A Cautious 2023 for Mining

By: Fernando Penarroyo March 07, 2023

 

The year 2022 saw a myriad of challenges as the Russian war on Ukraine, inflation, market volatility, food shortages, rising energy prices, and lingering pandemic impacts continue to shape global markets. The early part of last year was a robust period for the metals and mining sector. The industry was buoyed by record high prices for some commodities, supply chain constraints, and energy transition-related demand for some minerals.

However, macroeconomic conditions deteriorated going into midyear and expected to persist into early 2023. This led to weakening near-term demand expectations and a downside risk to the metals and mining sector as many commodity prices slide and equity market support weakens.

The Russia-Ukraine conflict and the souring relationship between the U.S. and China headline geopolitical and trade tensions which will have effects on the global markets throughout the coming year. The Russia-Ukraine war resulted in higher energy prices driving inflation and subdued demand for industrial metals particularly in Europe.

China, the world’s second largest economy and a steady force in global trade, reopened its economy with Xi Jinping’s reversal of zero-COVID restrictions. China’s reopening will unleash a flood of household spending and consumption, which will also impact the economies of its trading partners. However, tensions in the South China Sea and Taiwan Strait will hound US-China relations. A brewing conflict in the region can cause instability, which will spook investors in the mining and energy industry.

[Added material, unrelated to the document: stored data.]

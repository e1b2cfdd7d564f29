//! Capability traits and the closed set of canvas objects.

use super::id::ObjectId;
use super::path::BezierPath;
use super::primitive::RectanglePrimitive;
use super::response::{Feedback, HitObject, MouseDownResponse, MouseUpResponse};
use super::settings::EditSettings;
use crate::draw::{DrawSurface, Style};
use crate::input::Modifiers;
use crate::util::{Point, Rect};
use serde::Serialize;

/// Emits primitive draw calls for an entity.
pub trait Drawable {
    fn draw(&self, surface: &mut dyn DrawSurface);
}

/// Resolves the most specific entity under a position.
pub trait HitTestable {
    fn mouse_over(
        &self,
        pos: Point,
        modifiers: Modifiers,
        settings: &EditSettings,
    ) -> Option<HitObject>;
}

/// Translation and grid alignment.
pub trait Movable {
    /// Translates whatever is currently moveable.
    ///
    /// With `suppress_callback` set, no follow-up cascade (handle drag,
    /// mirroring) runs.
    fn move_by(&mut self, dx: i32, dy: i32, modifiers: Modifiers, suppress_callback: bool);

    /// Snaps every owned coordinate to the nearest multiple of `interval`.
    fn align(&mut self, interval: i32);
}

/// Rotation about an arbitrary center.
pub trait Rotatable {
    fn rotate(&mut self, degrees: f64, center: kurbo::Point);

    fn centroid(&self) -> Option<kurbo::Point>;
}

/// Anything that can live in a [`Layer`](super::Layer).
#[derive(Debug, Clone, Serialize)]
#[serde(tag = "type", rename_all = "snake_case")]
pub enum CanvasObject {
    Path(BezierPath),
    Primitive(RectanglePrimitive),
}

impl CanvasObject {
    pub fn id(&self) -> ObjectId {
        match self {
            CanvasObject::Path(p) => p.id(),
            CanvasObject::Primitive(r) => r.id(),
        }
    }

    pub fn is_selected(&self) -> bool {
        match self {
            CanvasObject::Path(p) => p.is_selected(),
            CanvasObject::Primitive(r) => r.is_selected(),
        }
    }

    pub fn set_selected(&mut self, selected: bool) {
        match self {
            CanvasObject::Path(p) => p.set_selected(selected),
            CanvasObject::Primitive(r) => r.set_selected(selected),
        }
    }

    pub fn style(&self) -> &Style {
        match self {
            CanvasObject::Path(p) => &p.style,
            CanvasObject::Primitive(r) => &r.style,
        }
    }

    /// Deep copy with fresh ids.
    pub fn duplicate(&self) -> Self {
        match self {
            CanvasObject::Path(p) => CanvasObject::Path(p.duplicate()),
            CanvasObject::Primitive(r) => CanvasObject::Primitive(r.duplicate()),
        }
    }

    pub fn centroid(&self) -> Option<kurbo::Point> {
        match self {
            CanvasObject::Path(p) => p.centroid(),
            CanvasObject::Primitive(r) => Some(r.centroid()),
        }
    }

    pub fn bounds(&self) -> Option<Rect> {
        match self {
            CanvasObject::Path(p) => p.bounds(),
            CanvasObject::Primitive(r) => Some(r.rect),
        }
    }

    pub fn as_path(&self) -> Option<&BezierPath> {
        match self {
            CanvasObject::Path(p) => Some(p),
            CanvasObject::Primitive(_) => None,
        }
    }

    pub fn as_path_mut(&mut self) -> Option<&mut BezierPath> {
        match self {
            CanvasObject::Path(p) => Some(p),
            CanvasObject::Primitive(_) => None,
        }
    }

    /// Rotation capability; primitives stay axis-aligned and have none.
    pub fn as_rotatable_mut(&mut self) -> Option<&mut dyn Rotatable> {
        match self {
            CanvasObject::Path(p) => Some(p),
            CanvasObject::Primitive(_) => None,
        }
    }

    pub fn is_rotatable(&self) -> bool {
        matches!(self, CanvasObject::Path(_))
    }

    pub fn on_mouse_down(
        &mut self,
        pos: Point,
        modifiers: Modifiers,
        settings: &EditSettings,
    ) -> MouseDownResponse {
        match self {
            CanvasObject::Path(p) => p.on_mouse_down(pos, modifiers, settings),
            CanvasObject::Primitive(r) => MouseDownResponse {
                hit_object: Some(HitObject::Object(r.id())),
                child_hit_object: None,
                allow_move: true,
            },
        }
    }

    pub fn on_mouse_up(
        &mut self,
        pos: Point,
        modifiers: Modifiers,
        settings: &EditSettings,
    ) -> MouseUpResponse {
        match self {
            CanvasObject::Path(p) => p.on_mouse_up(pos, modifiers, settings),
            CanvasObject::Primitive(r) => MouseUpResponse {
                hit_object: Some(HitObject::Object(r.id())),
                inner_hit_object: None,
                allow_move: true,
            },
        }
    }

    pub fn feedback(&self, hit: Option<&HitObject>, modifiers: Modifiers) -> Feedback {
        match self {
            CanvasObject::Path(p) => p.feedback(hit, modifiers),
            CanvasObject::Primitive(r) => r.feedback(hit, modifiers),
        }
    }
}

impl Drawable for CanvasObject {
    fn draw(&self, surface: &mut dyn DrawSurface) {
        match self {
            CanvasObject::Path(p) => p.draw(surface),
            CanvasObject::Primitive(r) => r.draw(surface),
        }
    }
}

impl HitTestable for CanvasObject {
    fn mouse_over(
        &self,
        pos: Point,
        modifiers: Modifiers,
        settings: &EditSettings,
    ) -> Option<HitObject> {
        match self {
            CanvasObject::Path(p) => p.mouse_over(pos, modifiers, settings),
            CanvasObject::Primitive(r) => r.mouse_over(pos, modifiers, settings),
        }
    }
}

impl Movable for CanvasObject {
    fn move_by(&mut self, dx: i32, dy: i32, modifiers: Modifiers, suppress_callback: bool) {
        match self {
            CanvasObject::Path(p) => p.move_by(dx, dy, modifiers, suppress_callback),
            CanvasObject::Primitive(r) => r.move_by(dx, dy, modifiers, suppress_callback),
        }
    }

    fn align(&mut self, interval: i32) {
        match self {
            CanvasObject::Path(p) => p.align(interval),
            CanvasObject::Primitive(r) => r.align(interval),
        }
    }
}

impl From<BezierPath> for CanvasObject {
    fn from(path: BezierPath) -> Self {
        CanvasObject::Path(path)
    }
}

impl From<RectanglePrimitive> for CanvasObject {
    fn from(rect: RectanglePrimitive) -> Self {
        CanvasObject::Primitive(rect)
    }
}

While many experts are projecting inflation to ease off this year as the pandemic weakens, S&P Global Ratings downgraded its GDP growth forecasts for its global growth expectations. Global inflation is expected to fall in 2023 and 2024 but will still be above pre-pandemic levels. The U.S. Federal Reserve implemented aggressive interest-rate hikes to tame inflation. The support lent to the U.S. dollar weakened other currencies causing high dollar-denominated commodity prices.

The threat of a global recession driven by supply chain issues arising from the COVID-19 pandemic will be the challenge in 2023. The world economy saw record-high inflation as the top concern last year. The broad sentiment among financial experts is that recession in 2023 is inevitable as higher prices due to inflation will give way to an economic downturn. However, a few analysts now feel that the U.S.—and possibly Europe—could narrowly avoid recession as inflation pressures started to abate. The rise in central bank rates to fight inflation and Russia’s war in Ukraine will continue to affect economic activity. Hopefully, as 2023 progresses, central banks will be able to rein in on inflation.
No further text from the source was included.